Zobrist lives in Franklin, Tennessee. He and his former wife, singer Julianna Zobrist, have three children, one of whom was born five days after Zobrist's Royals won the 2015 World Series. Julianna gave birth to Blaise Royal the day after the Royals World Series parade. In May 2019, Zobrist filed for legal separation in Tennessee on the same day that Julianna Zobrist filed for divorce in Illinois. Their marital problems had led Zobrist to pause his participation in the 2019 MLB season.

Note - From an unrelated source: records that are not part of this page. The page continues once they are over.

// SPDX-License-Identifier: BUSL-1.1
// Copyright (c) 2026 Alfred Jean LLC

//! Job lifecycle state machine.
//!
//! A [`JobOrchestrator`] borrows one job for the duration of a single
//! operation, made while the caller holds that job's lock. It keeps no
//! state of its own: what runs next is always rebuilt from the job's node
//! results, so a job restored from a snapshot continues where it left off.
//!
//! Transitions never perform I/O. They return [`Effect`]s for the caller to
//! execute after releasing the lock.

use crate::runner::{self, NodeStart};
use flow_core::{CmdQueueItem, Effect, Job, JobStatus, NodePath, NodeStatus, TreeError};

/// What happened to a callback
#[derive(Debug, Clone, Copy, PartialEq, Eq)]
pub enum CallbackOutcome {
    /// Terminal status recorded on the node
    Applied,
    /// Intermediate status seen; the node keeps running
    Acknowledged,
    Discarded(DiscardReason),
}

#[derive(Debug, Clone, Copy, PartialEq, Eq)]
pub enum DiscardReason {
    /// No outstanding command with that id (duplicate, late or forged)
    UnknownCommand,
    JobNotFound,
    /// The job already ended
    JobFinished,
    /// The node is not waiting on this command
    StaleResult,
}

flow_core::simple_display! {
    DiscardReason {
        UnknownCommand => "unknown command",
        JobNotFound => "job not found",
        JobFinished => "job finished",
        StaleResult => "stale result",
    }
}

pub struct JobOrchestrator<'a> {
    job: &'a mut Job,
    now_ms: u64,
    effects: Vec<Effect>,
}

impl<'a> JobOrchestrator<'a> {
    pub fn new(job: &'a mut Job, now_ms: u64) -> Self {
        Self { job, now_ms, effects: Vec::new() }
    }

    /// Effects produced so far, in the order they must run
    pub fn into_effects(self) -> Vec<Effect> {
        self.effects
    }

    /// Start the job at its root.
    pub fn start(&mut self) {
        let root = self.job.root.clone();
        self.run_node(&root);
    }

    /// Schedule `path`.
    ///
    /// No-op when the job has ended, the node was already scheduled, or its
    /// turn has not come (the previous sibling is still unfinished or the
    /// parent is not running).
    pub fn run(&mut self, path: &NodePath) -> Result<(), TreeError> {
        self.job.tree.resolve(path.as_str())?;
        if !self.is_turn_of(path) {
            tracing::debug!(job_id = %self.job.id, node = %path, "node not runnable now");
            return Ok(());
        }
        self.run_node(path);
        Ok(())
    }

    fn is_turn_of(&self, path: &NodePath) -> bool {
        if self.job.node_status(path.as_str()) != NodeStatus::Pending {
            return false;
        }
        let Some(parent) = path.parent() else {
            return true;
        };
        let previous_done = match self.job.tree.previous_sibling(path) {
            Some(prev) => self.job.node_status(prev.path.as_str()).is_terminal(),
            None => true,
        };
        previous_done && self.job.node_status(parent.as_str()) == NodeStatus::Running
    }

    fn run_node(&mut self, path: &NodePath) {
        if self.job.is_terminal() {
            return;
        }
        let Some(node) = self.job.tree.get(path.as_str()).cloned() else {
            return;
        };

        if self.job.status == JobStatus::Created {
            self.job.status = JobStatus::Running;
            tracing::info!(
                job_id = %self.job.id,
                flow = %self.job.flow,
                build = self.job.build_number,
                "job running"
            );
            self.save_job();
        }
        if !self.job.result_mut(path).start(self.now_ms) {
            return;
        }

        let start = runner::start_node(self.job, &node);
        if let NodeStart::Dispatch(item) = &start {
            self.job.result_mut(path).cmd_id = Some(item.cmd_id.clone());
        }
        self.save_result(path);

        match start {
            NodeStart::Dispatch(item) => {
                tracing::info!(
                    job_id = %self.job.id,
                    node = %path,
                    cmd_id = %item.cmd_id,
                    "dispatching step"
                );
                self.effects.push(Effect::Dispatch { item });
            }
            NodeStart::Descend(child) => self.run_node(&child),
            NodeStart::Finished(status) => self.complete(path, status),
        }
    }

    /// Apply a terminal callback whose correlation was already taken.
    pub fn apply_result(&mut self, item: &CmdQueueItem) -> CallbackOutcome {
        if self.job.is_terminal() {
            return CallbackOutcome::Discarded(DiscardReason::JobFinished);
        }
        let Some(status) = runner::interpret(item.status) else {
            return CallbackOutcome::Acknowledged;
        };
        let path = &item.node_path;
        let waiting = self.job.result(path.as_str()).is_some_and(|r| {
            r.status == NodeStatus::Running && r.cmd_id.as_ref() == Some(&item.cmd_id)
        });
        if !waiting {
            return CallbackOutcome::Discarded(DiscardReason::StaleResult);
        }

        let result = self.job.result_mut(path);
        result.exit_code = item.exit_code;
        if item.log_ref.is_some() {
            result.log_ref = item.log_ref.clone();
        }
        tracing::info!(
            job_id = %self.job.id,
            node = %path,
            cmd_id = %item.cmd_id,
            status = %status,
            exit_code = ?item.exit_code,
            "step finished"
        );
        self.complete(path, status);
        CallbackOutcome::Applied
    }

    /// Record a terminal status on `path` and move on from there.
    fn complete(&mut self, path: &NodePath, status: NodeStatus) {
        if !self.job.result_mut(path).finish(status, self.now_ms) {
            return;
        }
        self.save_result(path);

        match path.parent() {
            Some(parent) => self.advance(&parent),
            None => self.finish_job(status),
        }
    }

    /// Decide what `parent` does after one of its children ended.
    fn advance(&mut self, parent_path: &NodePath) {
        if self.job.is_terminal() {
            return;
        }
        let Some(parent) = self.job.tree.get(parent_path.as_str()).cloned() else {
            return;
        };

        for child in &parent.children {
            let status = self.job.node_status(child.as_str());
            match status {
                NodeStatus::Running => return,
                NodeStatus::Pending => {
                    self.run_node(child);
                    return;
                }
                NodeStatus::Stopped => {
                    self.skip_after(child);
                    self.complete(parent_path, NodeStatus::Stopped);
                    return;
                }
                s if s.is_failure() && !parent.allow_failure => {
                    self.skip_after(child);
                    self.complete(parent_path, s);
                    return;
                }
                _ => {}
            }
        }
        // Every child ended and none short-circuited
        self.complete(parent_path, NodeStatus::Success);
    }

    /// Mark every sibling after `child` skipped
    fn skip_after(&mut self, child: &NodePath) {
        let rest: Vec<NodePath> =
            self.job.tree.following_siblings(child).into_iter().map(|n| n.path.clone()).collect();
        for sibling in &rest {
            if self.job.result_mut(sibling).finish(NodeStatus::Skipped, self.now_ms) {
                self.save_result(sibling);
            }
        }
    }

    fn finish_job(&mut self, root_status: NodeStatus) {
        let Some(status) = root_status.job_status() else {
            return;
        };
        if !self.job.finish(status, self.now_ms) {
            return;
        }
        tracing::info!(
            job_id = %self.job.id,
            flow = %self.job.flow,
            build = self.job.build_number,
            %status,
            "job finished"
        );
        self.close();
    }

    /// Stop a running job: the job and every pending or running node become
    /// `Stopped`. Returns false (and changes nothing) unless it was running.
    pub fn stop(&mut self) -> bool {
        if self.job.status != JobStatus::Running {
            return false;
        }
        let open: Vec<NodePath> = self
            .job
            .node_results()
            .into_iter()
            .filter(|r| !r.is_terminal())
            .map(|r| r.path)
            .collect();
        for path in &open {
            if self.job.result_mut(path).finish(NodeStatus::Stopped, self.now_ms) {
                self.save_result(path);
            }
        }
        self.job.finish(JobStatus::Stopped, self.now_ms);
        tracing::info!(
            job_id = %self.job.id,
            flow = %self.job.flow,
            build = self.job.build_number,
            "job stopped"
        );
        self.close();
        true
    }

    fn close(&mut self) {
        self.save_job();
        let job_id = self.job.id;
        self.effects.push(Effect::CancelQueued { job_id });
        self.effects.push(Effect::PurgeCorrelations { job_id });
    }

    fn save_job(&mut self) {
        self.effects.push(Effect::SaveJob { job: Box::new(self.job.clone()) });
    }

    fn save_result(&mut self, path: &NodePath) {
        if let Some(result) = self.job.result(path.as_str()) {
            let effect = Effect::SaveNodeResult { job_id: self.job.id, result: result.clone() };
            self.effects.push(effect);
        }
    }
}

#[cfg(test)]
#[path = "orchestrator_tests.rs"]
mod tests;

In June 2021, Zobrist filed a lawsuit in Tennessee against his former pastor, Byron Yawn, in which he accused Yawn of defrauding Zobrist's charity, Patriot Forward, of millions of dollars. The lawsuit also alleged that Yawn had had a year-long sexual affair with Julianna Zobrist beginning in the spring of 2019. In a deposition for the divorce, Julianna Zobrist admitted to having had an affair with Yawn. In August 2021, Zobrist dropped his lawsuit against Yawn.

Zobrist was counselor for Camp of Champions USA, a Christian summer day camp in central Illinois. He speaks at church events about his early life and success, which he credits all to God.

In the 2013 film Ring The Bell, released by Provident Films, Zobrist plays himself in a cameo role alongside Rick Sutcliffe, John Kruk, Mark Hall (also playing themselves), Ryan Scharoun, Ashley Anderson McCarthy, and Casey Bond.